Емельян Спиридоныч остановил лошадь.

– Ты будешь обзываться? Поверну сичас и уеду. Иди тогда один.

– А ты чего обзываешься? Ты думал, я тебе спущу? На, выкуси, – Сергей Федорыч показал фигу.

Емельян Спиридоныч подстегнул Монголку и скоро пропал за поворотом впереди.

– Ничего, тут уж немного осталось, – вслух сказал Сергей Федорыч и зашагал в том направлении, куда уехал Емельян Любавин. Он догадался, что Егор с Марьей живут у Михеюшки.

– 27 -

О том, что они, Клавдя и Кузьма, хотят пожениться, Клавдя объявила утром, когда завтракали:

– Тять, мам, я замуж выхожу.

Агафья вскинула глаза на Кузьму и опустила. А Николай, удивленный, спросил:

– За кого?

– Вот за него, за… Кузьму.

Николай еще больше удивился. Но и обрадовался. Ему нравился Кузьма. После смерти Платоныча он всячески хотел помочь парню, но не знал, как можно помочь. Только он никогда не думал, чтобы они – его дочь и Кузьма – сообразили такое дело.

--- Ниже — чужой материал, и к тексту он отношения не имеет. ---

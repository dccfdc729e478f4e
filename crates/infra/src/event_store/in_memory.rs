use std::collections::HashMap;
use std::sync::RwLock;

use stockflow_core::{AggregateId, ExpectedVersion, TenantId};

use super::r#trait::{EventStore, EventStoreError, StoredEvent, UncommittedEvent};

#[derive(Debug, Copy, Clone, PartialEq, Eq, Hash)]
struct StreamKey {
    tenant_id: TenantId,
    aggregate_id: AggregateId,
}

/// In-memory append-only event store.
///
/// Intended for tests/dev. Not optimized for performance.
#[derive(Debug, Default)]
pub struct InMemoryEventStore {
    streams: RwLock<HashMap<StreamKey, Vec<StoredEvent>>>,
}

impl InMemoryEventStore {
    pub fn new() -> Self {
        Self::default()
    }

    fn current_version(stream: &[StoredEvent]) -> u64 {
        stream.last().map(|e| e.sequence_number).unwrap_or(0)
    }

    fn validate_batch(events: &[UncommittedEvent]) -> Result<StreamKey, EventStoreError> {
        // All events must target the same tenant + aggregate stream.
        let tenant_id = events[0].tenant_id;
        let aggregate_id = events[0].aggregate_id;
        let aggregate_type = &events[0].aggregate_type;

        for (idx, e) in events.iter().enumerate() {
            if e.tenant_id != tenant_id {
                return Err(EventStoreError::TenantIsolation(format!(
                    "batch contains multiple tenant_ids (index {idx})"
                )));
            }
            if e.aggregate_id != aggregate_id {
                return Err(EventStoreError::InvalidAppend(format!(
                    "batch contains multiple aggregate_ids (index {idx})"
                )));
            }
            if &e.aggregate_type != aggregate_type {
                return Err(EventStoreError::AggregateTypeMismatch(format!(
                    "batch contains multiple aggregate_types (index {idx})"
                )));
            }
        }

        Ok(StreamKey {
            tenant_id,
            aggregate_id,
        })
    }
}

impl EventStore for InMemoryEventStore {
    fn append(
        &self,
        events: Vec<UncommittedEvent>,
        expected_version: ExpectedVersion,
    ) -> Result<Vec<StoredEvent>, EventStoreError> {
        if events.is_empty() {
            return Ok(vec![]);
        }

        let key = Self::validate_batch(&events)?;
        let aggregate_type = events[0].aggregate_type.clone();

        let mut streams = self
            .streams
            .write()
            .map_err(|_| EventStoreError::InvalidAppend("lock poisoned".to_string()))?;

        let stream = streams.entry(key).or_default();
        let current = Self::current_version(stream);

        if !expected_version.matches(current) {
            return Err(EventStoreError::Concurrency(format!(
                "expected {expected_version:?}, found {current}"
            )));
        }

        // Enforce aggregate type stability across the stream.
        if let Some(existing) = stream.first()
            && existing.aggregate_type != aggregate_type
        {
            return Err(EventStoreError::AggregateTypeMismatch(format!(
                "stream aggregate_type is '{}', attempted append with '{}'",
                existing.aggregate_type, aggregate_type
            )));
        }

        // Assign sequence numbers and append (append-only).
        let mut next = current + 1;
        let mut committed = Vec::with_capacity(events.len());
        for e in events {
            let stored = StoredEvent {
                event_id: e.event_id,
                tenant_id: e.tenant_id,
                aggregate_id: e.aggregate_id,
                aggregate_type: e.aggregate_type,
                sequence_number: next,
                event_type: e.event_type,
                event_version: e.event_version,
                occurred_at: e.occurred_at,
                payload: e.payload,
            };
            next += 1;
            stream.push(stored.clone());
            committed.push(stored);
        }

        Ok(committed)
    }

    fn load_stream(
        &self,
        tenant_id: TenantId,
        aggregate_id: AggregateId,
    ) -> Result<Vec<StoredEvent>, EventStoreError> {
        let key = StreamKey {
            tenant_id,
            aggregate_id,
        };

        let streams = self
            .streams
            .read()
            .map_err(|_| EventStoreError::InvalidAppend("lock poisoned".to_string()))?;

        Ok(streams.get(&key).cloned().unwrap_or_default())
    }

    fn load_tenant(&self, tenant_id: TenantId) -> Result<Vec<StoredEvent>, EventStoreError> {
        let streams = self
            .streams
            .read()
            .map_err(|_| EventStoreError::InvalidAppend("lock poisoned".to_string()))?;

        let mut events: Vec<StoredEvent> = streams
            .iter()
            .filter(|(key, _)| key.tenant_id == tenant_id)
            .flat_map(|(_, stream)| stream.iter().cloned())
            .collect();

        // Stable audit ordering across streams.
        events.sort_by(|a, b| {
            (a.occurred_at, a.aggregate_id.as_uuid(), a.sequence_number).cmp(&(
                b.occurred_at,
                b.aggregate_id.as_uuid(),
                b.sequence_number,
            ))
        });

        Ok(events)
    }
}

– Я согласный, – сказал он.

Агафья не так представляла себе сватовство. Даже огорчилась.

– Так уж сразу и согласный! – накинулась она на мужа. – Отмахнулся! Одна-единственная доченька… – она вытерла воротом кофты повлажневшие глаза. – Зверь какой-то, а не отец.

Николай растерялся. Посмотрел на Кузьму. Тот сам готов был провалиться на месте.

– А ты… не хочешь, что ли? – спросил Николай жену.

– Причем тут «хочешь», «не хочешь»? Никто так не делает. Не успели заикнуться – он уж сразу согласный. Как вроде мы ее навяливаем кому.

– Да зачем вы так? – вмешался Кузьма. – Кхе! Мы спросили… Я не знаю: как еще нужно?

– Сынок, – Агафья ласково посмотрела на него, – это ведь дело не шуточное. Тут подумать надо. Легко сказать – замуж! Замуж – не напасть, замужем бы не пропасть. Так говорят у нас. Мы тебя не шибко и знаем-то. Ты вон и к Марье ходил свататься…

Николай сморщился, отбросил ложку.

– Эх, повело тебя! Чего ты говоришь-то? Ну, ходил. И правильно. А я до тебя к Нюрке Морчуговой ходил. Да не один раз!

– Да ты-то уж сиди! – махнула рукой Агафья. – Ты шалопут известный.

– Что «сиди»! Что «сиди»! Я кто ей – отец или нет? Завела: ходил свататься… Мало, значит, ходил. Если не согласная, говори сразу. Нечего тут хвостом вилять.

Кузьма ерзал на табуретке… Шрам на лбу горел огнем.

Клавдя улыбалась. Ей, кажется, все это даже нравилось.